L’A D N se trouve dans la peau, ça colle juste à la chair, pour certain c'est la chair de peau. 
L’ADN se trouve dans les cheveux, vœu pieux pour les chauves. 
L’ADN se trouve dans les tissus, ça habille tous les corps, et abîme quelques petits esprits. 
L’ADN à des nucléotides, c’est scientifique, pas de sens les flics. 
L’ADN adopte toutes les gènes, y’en a d’autres que ça gêne. 

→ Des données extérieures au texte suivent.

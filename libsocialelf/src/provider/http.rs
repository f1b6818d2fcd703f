//! REST client for the posting provider

use std::time::Duration;

use async_trait::async_trait;
use reqwest::header::ACCEPT;
use reqwest::{Method, RequestBuilder, Response};
use secrecy::{ExposeSecret, SecretString};
use serde::de::DeserializeOwned;
use serde::Deserialize;
use serde_json::{json, Value};
use tracing::debug;
use url::Url;

use super::{
    ConnectUrl, FacebookPage, PageConnection, PostEnvelope, PostQuery, PostingProvider,
    ProviderResult,
};
use crate::config::ProviderConfig;
use crate::error::{ConfigError, ProviderError, Result};
use crate::types::{Account, Platform, Post, PostPage, PostPayload};

pub struct HttpProvider {
    client: reqwest::Client,
    base_url: Url,
    api_key: SecretString,
}

impl HttpProvider {
    pub fn new(base_url: &str, api_key: SecretString, timeout: Duration) -> Result<Self> {
        let base_url = Url::parse(base_url).map_err(|e| {
            ConfigError::InvalidValue(format!("provider base URL '{}': {}", base_url, e))
        })?;
        if base_url.cannot_be_a_base() {
            return Err(ConfigError::InvalidValue(format!(
                "provider base URL '{}' cannot hold a path",
                base_url
            ))
            .into());
        }

        Ok(Self {
            client: build_client(timeout)?,
            base_url,
            api_key,
        })
    }

    pub fn from_config(config: &ProviderConfig) -> Result<Self> {
        Self::new(&config.base_url, config.api_key()?, config.timeout())
    }

    fn url(&self, segments: &[&str]) -> Url {
        let mut url = self.base_url.clone();
        if let Ok(mut path) = url.path_segments_mut() {
            path.pop_if_empty().extend(segments);
        }
        url
    }

    fn request(&self, method: Method, url: Url) -> RequestBuilder {
        debug!(method = %method, path = url.path(), "provider request");
        self.client
            .request(method, url)
            .bearer_auth(self.api_key.expose_secret())
            .header(ACCEPT, "application/json")
    }

    async fn send<T: DeserializeOwned>(&self, request: RequestBuilder) -> ProviderResult<T> {
        let response = request.send().await.map_err(transport_error)?;
        let response = check_status(response).await?;
        response.json::<T>().await.map_err(|e| {
            if e.is_timeout() {
                ProviderError::Timeout(e.to_string())
            } else {
                ProviderError::Decode(e.to_string())
            }
        })
    }

    async fn send_discarding(&self, request: RequestBuilder) -> ProviderResult<()> {
        let response = request.send().await.map_err(transport_error)?;
        check_status(response).await.map(|_| ())
    }
}

pub(crate) fn build_client(timeout: Duration) -> Result<reqwest::Client> {
    reqwest::Client::builder()
        .timeout(timeout)
        .user_agent(concat!("socialelf/", env!("CARGO_PKG_VERSION")))
        .build()
        .map_err(|e| ConfigError::InvalidValue(format!("HTTP client: {}", e)).into())
}

pub(crate) fn transport_error(error: reqwest::Error) -> ProviderError {
    if error.is_timeout() {
        ProviderError::Timeout(error.to_string())
    } else {
        ProviderError::Network(error.to_string())
    }
}

/// Pass 2xx responses through, turn anything else into `ProviderError::Status`
pub(crate) async fn check_status(response: Response) -> ProviderResult<Response> {
    let status = response.status();
    if status.is_success() {
        return Ok(response);
    }

    let text = response.text().await.unwrap_or_default();
    let error = status_error(status.as_u16(), &text);
    debug!(status = status.as_u16(), error = %error, "provider returned an error");
    Err(error)
}

/// The provider's own message wins over the HTTP reason phrase
pub(crate) fn status_error(status: u16, text: &str) -> ProviderError {
    let body = serde_json::from_str::<Value>(text).ok();

    let message = body
        .as_ref()
        .and_then(|b| match b.get("error") {
            Some(Value::String(message)) => Some(message.clone()),
            Some(Value::Object(inner)) => inner
                .get("message")
                .and_then(Value::as_str)
                .map(str::to_string),
            _ => b.get("message").and_then(Value::as_str).map(str::to_string),
        })
        .or_else(|| {
            let trimmed = text.trim();
            (!trimmed.is_empty() && body.is_none()).then(|| trimmed.to_string())
        })
        .unwrap_or_else(|| {
            reqwest::StatusCode::from_u16(status)
                .ok()
                .and_then(|s| s.canonical_reason())
                .unwrap_or("request failed")
                .to_string()
        });

    ProviderError::Status {
        status,
        message,
        body,
    }
}

#[derive(Deserialize)]
struct AccountsResponse {
    #[serde(default)]
    accounts: Vec<Value>,
}

#[derive(Deserialize)]
struct PagesResponse {
    #[serde(default)]
    pages: Vec<FacebookPage>,
}

#[async_trait]
impl PostingProvider for HttpProvider {
    async fn get_post(&self, post_id: &str) -> ProviderResult<Post> {
        let url = self.url(&["v1", "posts", post_id]);
        let envelope: PostEnvelope = self.send(self.request(Method::GET, url)).await?;
        Ok(envelope.into_post())
    }

    async fn list_posts(&self, query: &PostQuery) -> ProviderResult<PostPage> {
        let mut url = self.url(&["v1", "posts"]);
        {
            let mut pairs = url.query_pairs_mut();
            pairs
                .append_pair("page", &query.page.to_string())
                .append_pair("limit", &query.limit.to_string())
                .append_pair("profileId", &query.external_profile_id);
            if let Some(status) = query.status {
                pairs.append_pair("status", status.as_str());
            }
            if let Some(platform) = query.platform {
                pairs.append_pair("platform", platform.as_str());
            }
        }
        self.send(self.request(Method::GET, url)).await
    }

    async fn create_post(&self, payload: &PostPayload) -> ProviderResult<Post> {
        let url = self.url(&["v1", "posts"]);
        let envelope: PostEnvelope = self
            .send(self.request(Method::POST, url).json(payload))
            .await?;
        Ok(envelope.into_post())
    }

    async fn replace_post(&self, post_id: &str, payload: &PostPayload) -> ProviderResult<Post> {
        let url = self.url(&["v1", "posts", post_id]);
        let envelope: PostEnvelope = self
            .send(self.request(Method::PUT, url).json(payload))
            .await?;
        Ok(envelope.into_post())
    }

    async fn delete_post(&self, post_id: &str) -> ProviderResult<()> {
        let url = self.url(&["v1", "posts", post_id]);
        self.send_discarding(self.request(Method::DELETE, url)).await
    }

    async fn list_accounts(&self, external_profile_id: &str) -> ProviderResult<Vec<Account>> {
        let mut url = self.url(&["v1", "accounts"]);
        url.query_pairs_mut()
            .append_pair("profileId", external_profile_id);

        let response: AccountsResponse = self.send(self.request(Method::GET, url)).await?;
        Ok(response
            .accounts
            .into_iter()
            .filter_map(|raw| match serde_json::from_value::<Account>(raw) {
                Ok(account) => Some(account),
                Err(e) => {
                    debug!(error = %e, "skipping account the engine does not support");
                    None
                }
            })
            .collect())
    }

    async fn delete_account(&self, account_id: &str) -> ProviderResult<()> {
        let url = self.url(&["v1", "accounts", account_id]);
        self.send_discarding(self.request(Method::DELETE, url)).await
    }

    async fn connect_url(
        &self,
        platform: Platform,
        external_profile_id: &str,
        redirect_url: &str,
    ) -> ProviderResult<ConnectUrl> {
        let mut url = self.url(&["v1", "connect", platform.as_str()]);
        url.query_pairs_mut()
            .append_pair("profileId", external_profile_id)
            .append_pair("redirect_url", redirect_url);
        self.send(self.request(Method::GET, url)).await
    }

    async fn list_facebook_pages(
        &self,
        external_profile_id: &str,
        access_token: &SecretString,
    ) -> ProviderResult<Vec<FacebookPage>> {
        let mut url = self.url(&["v1", "connect", "facebook", "select-page"]);
        url.query_pairs_mut()
            .append_pair("profileId", external_profile_id)
            .append_pair("tempToken", access_token.expose_secret());

        let response: PagesResponse = self.send(self.request(Method::GET, url)).await?;
        Ok(response.pages)
    }

    async fn select_facebook_page(
        &self,
        external_profile_id: &str,
        page_id: &str,
        access_token: &SecretString,
    ) -> ProviderResult<PageConnection> {
        let url = self.url(&["v1", "connect", "facebook", "select-page"]);
        let body = json!({
            "profileId": external_profile_id,
            "pageId": page_id,
            "tempToken": access_token.expose_secret(),
        });
        self.send(self.request(Method::POST, url).json(&body)).await
    }
}

#[cfg(test)]
mod tests {
    use super::*;

    #[test]
    fn test_url_joins_under_base_path() {
        let provider = HttpProvider::new(
            "https://getlate.dev/api",
            SecretString::from("k".to_string()),
            Duration::from_secs(1),
        )
        .unwrap();
        assert_eq!(
            provider.url(&["v1", "posts", "a/b"]).as_str(),
            "https://getlate.dev/api/v1/posts/a%2Fb"
        );

        let trailing = HttpProvider::new(
            "https://getlate.dev/api/",
            SecretString::from("k".to_string()),
            Duration::from_secs(1),
        )
        .unwrap();
        assert_eq!(
            trailing.url(&["v1", "accounts"]).as_str(),
            "https://getlate.dev/api/v1/accounts"
        );
    }

    #[test]
    fn test_status_error_prefers_provider_message() {
        let error = status_error(400, r#"{"error":"Published posts cannot be edited"}"#);
        match error {
            ProviderError::Status { status, message, body } => {
                assert_eq!(status, 400);
                assert_eq!(message, "Published posts cannot be edited");
                assert!(body.is_some());
            }
            other => panic!("unexpected {:?}", other),
        }
    }

    #[test]
    fn test_status_error_reads_graph_style_errors() {
        let error = status_error(
            400,
            r#"{"error":{"message":"Invalid verification code format.","type":"OAuthException"}}"#,
        );
        assert!(error.to_string().contains("Invalid verification code format."));
    }

    #[test]
    fn test_status_error_falls_back_to_text_then_reason() {
        assert!(status_error(502, "upstream exploded").to_string().contains("upstream exploded"));
        assert_eq!(status_error(404, "").to_string(), "HTTP 404: Not Found");
    }

    #[test]
    fn test_invalid_base_url_rejected() {
        assert!(HttpProvider::new(
            "not a url",
            SecretString::from("k".to_string()),
            Duration::from_secs(1)
        )
        .is_err());
    }
}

L’ADN c’est devenu politique, le test ça pue ça sent le pot pourri populiste. 
L’ADN, est une cellule vivante, pourtant on mure et en plus on s’en vante.  
L’ADN c’est une sorte de premier cri de notre espèce, pour une cohorte l’écho de la bête.
L’ADN c’est un condensé d’humanité, une densité de cons à l’assemblée a pas capté.   
L’ADN c’est un truc microscopique, l’énormité d’un élu de la république.
L'ADN c'est trois lettres, un être étroit en a fait une loi.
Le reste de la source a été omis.